**Exercise description**
Count up the lines below that hold "context", then give that count by itself.

**Dataset extract**
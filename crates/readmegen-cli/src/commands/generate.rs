//! The README generation command.

use std::path::{Path, PathBuf};
use std::sync::Arc;
use std::time::Duration;

use readmegen::{FetchErrors, ManifestSource, ReadmeGenerator, render_data, render_json};
use tokio::io::AsyncWriteExt;
use tracing::{debug, info, warn};

use crate::cli::{Cli, OutputFormat};
use crate::config;
use crate::error::{CliError, Result, ResultExt};

/// Generates the README (or the JSON data dump) for `cli.import_path`.
pub async fn execute(cli: Cli) -> Result<()> {
    let base_dir = std::env::current_dir()?;
    let render_config = config::load(&cli.sections, &cli.badges, cli.config.as_deref(), &base_dir)?;
    debug!("Render configuration: {:?}", render_config);

    let source = ManifestSource::from_path(&cli.manifest).with_path(&cli.manifest)?;
    debug!(
        "Loaded {} packages from {}",
        source.len(),
        cli.manifest.display()
    );

    let mut generator = ReadmeGenerator::new(Arc::new(source)).with_config(render_config);
    if let Some(secs) = cli.timeout {
        if secs == 0 {
            return Err(CliError::InvalidArgument(
                "--timeout must be at least 1 second".to_string(),
            ));
        }
        generator = generator.with_fetch_timeout(Duration::from_secs(secs));
    }

    let data = generator.load(&cli.import_path).await?;
    report_fetch_errors(&data.fetch_errors);

    let content = match cli.format {
        OutputFormat::Markdown => render_data(&data)?,
        OutputFormat::Json => render_json(&data)?,
    };

    match &cli.output {
        Some(path) => {
            write_atomic(path, content.as_bytes()).await?;
            info!("Wrote {} bytes to {}", content.len(), path.display());
        }
        None => {
            let mut stdout = tokio::io::stdout();
            stdout.write_all(content.as_bytes()).await?;
            stdout.flush().await?;
        }
    }

    Ok(())
}

fn report_fetch_errors(errors: &FetchErrors) {
    if errors.is_empty() {
        return;
    }
    warn!(
        "{} sub-packages could not be fetched and are left out of the README",
        errors.len()
    );
    for error in errors.iter() {
        warn!("{}", error);
    }
}

/// Writes `content` to a sibling temp file and renames it over `path`.
async fn write_atomic(path: &Path, content: &[u8]) -> Result<()> {
    let temp = temp_path(path)?;
    tokio::fs::write(&temp, content)
        .await
        .context(format!("Failed to write {}", temp.display()))?;
    if let Err(err) = tokio::fs::rename(&temp, path).await {
        let _ = tokio::fs::remove_file(&temp).await;
        return Err(err).context(format!("Failed to replace {}", path.display()));
    }
    Ok(())
}

fn temp_path(path: &Path) -> Result<PathBuf> {
    let name = path.file_name().ok_or_else(|| {
        CliError::InvalidArgument(format!("output path {} has no file name", path.display()))
    })?;
    let mut temp_name = std::ffi::OsString::from(".");
    temp_name.push(name);
    temp_name.push(".tmp");
    Ok(path.with_file_name(temp_name))
}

**Solution to the exercise**
2